Between Circuits and Chomsky: Pre-pretraining on Formal Languages Imparts Linguistic Biases
Pretraining language models on formal language can improve their acquisition of natural language. Which features of the formal language impart an inductive bias that leads to effective transfer? Drawing on insights from linguistics and complexity theory, we hypothesize that effective transfer occurs when two conditions are met: the formal language should capture the dependency structures present in natural language, and it should remain within the computational limitations of the model architecture. We experiment with pre-pretraining (training on formal language before natural languages) on transformers and find that formal languages capturing hierarchical dependencies indeed enable language models to achieve lower loss on natural language and better linguistic generalization compared to other formal languages. We also find modest support for the hypothesis that the formal language should fall within the computational limitations of the architecture. Strikingly, pre-pretraining reduces loss more efficiently than training on a matched amount of natural language. For a 1B-parameter language model trained on roughly 1.6B tokens of natural language, pre-pretraining achieves the same loss and better linguistic generalization with a 33% smaller token budget. Finally, we also give mechanistic evidence of transfer from formal to natural language: attention heads acquired during pre-pretraining remain crucial for the model’s performance on syntactic evaluations.1
A recently-explored approach for increasing data efficiency teaches models useful inductive biases by first training them on formal languages before training on natural language (Papadimitriou and Jurafsky, 2020; Chiang and Lee, 2022; McCoy and Griffiths, 2025). We refer to this paradigm as pre-pretraining. What features of formal languages make transfer to natural language effective? Papadimitriou and Jurafsky (2023) show that within the Chomsky hierarchy, context-sensitive languages transfer best to natural language compared to simpler classes of languages. We expand on their investigation and explore an additional factor: the computational limitations of the language model’s architecture. In particular, transformers—the architecture that underlies most popular language models—cannot learn all context-sensitive languages, both in theory and practice (Strobl et al., 2024;Merrill and Sabharwal, 2023). In fact, within all levels of the Chomsky hierarchy, some languages are harder for transformers to learn than others, and many are impossible for them to learn (Merrill et al., 2023, 2024). Can a formal language give rise to positive transfer even when it cannot be fully learned by a transformer?

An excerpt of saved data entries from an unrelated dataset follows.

//! The generic tree-rewrite walker.
//!
//! [`rewrite`] visits every node of one target kind and lets a callback
//! keep it or splice in replacements. Spliced nodes take over the source
//! range of the node they replace and are recorded as produced by the
//! running pass. The walker keeps `ctx.current_scope()` in step with the
//! lexical scope of the node being visited.

use std::marker::PhantomData;

use swc_common::{Span, Spanned};
use swc_ecma_ast::*;
use swc_ecma_visit::{VisitMut, VisitMutWith};
use tl_ast::{NodeKind, Respan};

use crate::{context::LoweringContext, pass::PassError};

#[derive(Debug, Clone, Copy, PartialEq, Eq)]
pub enum Traversal {
    /// Callback first; replacements are then descended into unless the
    /// callback asked to skip them.
    PreOrder,
    /// Children first; replacements are never descended into.
    PostOrder,
}

/// Decision of a rewrite callback for one node.
pub enum Rewrite<N> {
    Keep,
    Replace(N),
    /// Replace with any number of nodes. Only list slots (class members,
    /// type elements, module items) accept other than exactly one.
    Expand(Vec<N>),
    /// Replace, and do not descend into the replacement.
    ReplaceAndSkip(N),
}

/// A node kind the walker can rewrite.
pub trait RewriteTarget: Respan + Spanned + Sized {
    const KIND: NodeKind;

    #[doc(hidden)]
    fn drive<F>(module: &mut Module, rewriter: &mut Rewriter<'_, Self, F>)
    where
        F: FnMut(&mut LoweringContext, &Self) -> Result<Rewrite<Self>, PassError>;
}

/// Rewrite every `N` in `module`. Returns whether anything was replaced.
///
/// The first callback error stops the walk and is returned.
pub fn rewrite<N, F>(
    module: &mut Module,
    ctx: &mut LoweringContext,
    traversal: Traversal,
    callback: F,
) -> Result<bool, PassError>
where
    N: RewriteTarget,
    F: FnMut(&mut LoweringContext, &N) -> Result<Rewrite<N>, PassError>,
{
    let saved = ctx.current_scope();
    ctx.set_current_scope(ctx.scopes().root());

    let mut rewriter = Rewriter {
        ctx,
        traversal,
        callback,
        changed: false,
        error: None,
        _target: PhantomData,
    };
    N::drive(module, &mut rewriter);

    let Rewriter {
        ctx, changed, error, ..
    } = rewriter;
    ctx.set_current_scope(saved);
    match error {
        Some(err) => Err(err),
        None => Ok(changed),
    }
}

pub struct Rewriter<'c, N, F> {
    ctx: &'c mut LoweringContext,
    traversal: Traversal,
    callback: F,
    changed: bool,
    error: Option<PassError>,
    _target: PhantomData<fn(N)>,
}

enum Flow {
    Descend,
    Skip,
}

impl<N, F> Rewriter<'_, N, F>
where
    N: RewriteTarget,
    F: FnMut(&mut LoweringContext, &N) -> Result<Rewrite<N>, PassError>,
{
    fn fail(&mut self, err: PassError) {
        self.error.get_or_insert(err);
    }

    fn splice(&mut self, original: Span, mut node: N) -> N {
        let own = node.span();
        node.respan(original);
        self.ctx.scopes_mut().rekey(own, original);
        self.ctx.record_provenance(N::KIND, original);
        self.changed = true;
        node
    }

    fn apply_one(&mut self, slot: &mut N) -> Flow {
        let original = slot.span();
        match (self.callback)(self.ctx, &*slot) {
            Ok(Rewrite::Keep) => Flow::Descend,
            Ok(Rewrite::Replace(node)) => {
                *slot = self.splice(original, node);
                Flow::Descend
            }
            Ok(Rewrite::ReplaceAndSkip(node)) => {
                *slot = self.splice(original, node);
                Flow::Skip
            }
            Ok(Rewrite::Expand(nodes)) => match <[N; 1]>::try_from(nodes) {
                Ok([node]) => {
                    *slot = self.splice(original, node);
                    Flow::Descend
                }
                Err(nodes) => {
                    let pass = self.ctx.current_pass().unwrap_or("<none>");
                    self.fail(PassError::Internal {
                        pass,
                        reason: format!("expanded a single-node slot into {} nodes", nodes.len()),
                    });
                    Flow::Skip
                }
            },
            Err(err) => {
                self.fail(err);
                Flow::Skip
            }
        }
    }

    fn apply_list(&mut self, node: N) -> (Vec<N>, Flow) {
        let original = node.span();
        match (self.callback)(self.ctx, &node) {
            Ok(Rewrite::Keep) => (vec![node], Flow::Descend),
            Ok(Rewrite::Replace(new)) => (vec![self.splice(original, new)], Flow::Descend),
            Ok(Rewrite::ReplaceAndSkip(new)) => (vec![self.splice(original, new)], Flow::Skip),
            Ok(Rewrite::Expand(nodes)) => {
                self.changed = true;
                let nodes = nodes.into_iter().map(|new| self.splice(original, new)).collect();
                (nodes, Flow::Descend)
            }
            Err(err) => {
                self.fail(err);
                (vec![node], Flow::Skip)
            }
        }
    }

    /// Run `f` inside the scope owned by the node at `span`, if it owns one.
    fn in_scope(&mut self, span: Span, f: impl FnOnce(&mut Self)) {
        match self.ctx.scopes().scope_of(span) {
            Some(scope) => {
                let saved = self.ctx.current_scope();
                self.ctx.set_current_scope(scope);
                f(self);
                self.ctx.set_current_scope(saved);
            }
            None => f(self),
        }
    }
}

macro_rules! scope_tracking {
    ($($method:ident: $node:ty),* $(,)?) => {
        $(
            fn $method(&mut self, n: &mut $node) {
                if self.error.is_some() {
                    return;
                }
                let span = n.span;
                self.in_scope(span, |this| n.visit_mut_children_with(this));
            }
        )*
    };
}

macro_rules! scoped_visitor {
    () => {
        scope_tracking!(
            visit_mut_function: Function,
            visit_mut_arrow_expr: ArrowExpr,
            visit_mut_constructor: Constructor,
            visit_mut_block_stmt: BlockStmt,
            visit_mut_for_stmt: ForStmt,
            visit_mut_for_in_stmt: ForInStmt,
            visit_mut_for_of_stmt: ForOfStmt,
            visit_mut_catch_clause: CatchClause,
        );
    };
}

impl<F> VisitMut for Rewriter<'_, Expr, F>
where
    F: FnMut(&mut LoweringContext, &Expr) -> Result<Rewrite<Expr>, PassError>,
{
    scoped_visitor!();

    fn visit_mut_expr(&mut self, expr: &mut Expr) {
        if self.error.is_some() {
            return;
        }
        match self.traversal {
            Traversal::PreOrder => {
                if let Flow::Descend = self.apply_one(expr) {
                    expr.visit_mut_children_with(self);
                }
            }
            Traversal::PostOrder => {
                expr.visit_mut_children_with(self);
                if self.error.is_none() {
                    self.apply_one(expr);
                }
            }
        }
    }
}

impl RewriteTarget for Expr {
    const KIND: NodeKind = NodeKind::Expr;

    fn drive<F>(module: &mut Module, rewriter: &mut Rewriter<'_, Self, F>)
    where
        F: FnMut(&mut LoweringContext, &Self) -> Result<Rewrite<Self>, PassError>,
    {
        module.visit_mut_with(rewriter);
    }
}

macro_rules! list_target {
    ($node:ty, $kind:expr, $method:ident) => {
        impl<F> VisitMut for Rewriter<'_, $node, F>
        where
            F: FnMut(&mut LoweringContext, &$node) -> Result<Rewrite<$node>, PassError>,
        {
            scoped_visitor!();

            fn $method(&mut self, list: &mut Vec<$node>) {
                if self.error.is_some() {
                    return;
                }
                for mut node in std::mem::take(list) {
                    if self.error.is_some() {
                        list.push(node);
                        continue;
                    }
                    match self.traversal {
                        Traversal::PreOrder => {
                            let (nodes, flow) = self.apply_list(node);
                            for mut node in nodes {
                                if matches!(flow, Flow::Descend) && self.error.is_none() {
                                    node.visit_mut_children_with(self);
                                }
                                list.push(node);
                            }
                        }
                        Traversal::PostOrder => {
                            node.visit_mut_children_with(self);
                            if self.error.is_some() {
                                list.push(node);
                                continue;
                            }
                            let (nodes, _) = self.apply_list(node);
                            list.extend(nodes);
                        }
                    }
                }
            }
        }

        impl RewriteTarget for $node {
            const KIND: NodeKind = $kind;

            fn drive<F>(module: &mut Module, rewriter: &mut Rewriter<'_, Self, F>)
            where
                F: FnMut(&mut LoweringContext, &Self) -> Result<Rewrite<Self>, PassError>,
            {
                module.visit_mut_with(rewriter);
            }
        }
    };
}

list_target!(ClassMember, NodeKind::ClassMember, visit_mut_class_members);
list_target!(TsTypeElement, NodeKind::TypeElement, visit_mut_ts_type_elements);
list_target!(ModuleItem, NodeKind::ModuleItem, visit_mut_module_items);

aIn this work, we hypothesize that optimal transfer from formal to natural language in transformer language models occurs at the intersection of two theoretical hierarchies: the Chomsky hierarchy of formal languages and the circuit complexity hierarchy that bounds transformer computational power (see §3). Specifically, we hypothesize that effective pre-pretraining languages should be: 1. expressive enough to capture hierarchical natural language dependencies, and 2. learnable by transformers in a way that generalizes to longer strings than observed in training. To satisfy the second condition, we define our formal languages in C-RASP (Yang and Chiang, 2024), a restricted programming language whose functions allow transformers to exhibit length generalization (Huang et al., 2025).
Our empirical results support the first part of the hypothesis and provide some support for the second part (§4). Pre-pretraining on languages with hierarchical dependencies outperforms prepretraining on any of the other formal languages that we tested—in fact, it outperforms pre-pretraining on a matched amount of natural language. Of the formal languages with hierarchical dependencies, those that are definable in C-RASP generally achieve equal or better performance, but they are only clearly superior on some of the tasks we evaluated.
Next, we show that when positive transfer occurs, the model reuses attention heads it learned during pre-pretraining, suggesting that mechanisms from pre-pretraining transfer to natural language (§5). Finally, we scale up our experiments to a 1B-parameter language model, and show that in pre-pretraining is effective in that size as well, increasing token efficiency by 33% (§6). Overall, we conclude that formal language pre-pretraining is an effective way to improve generalization and data efficiency.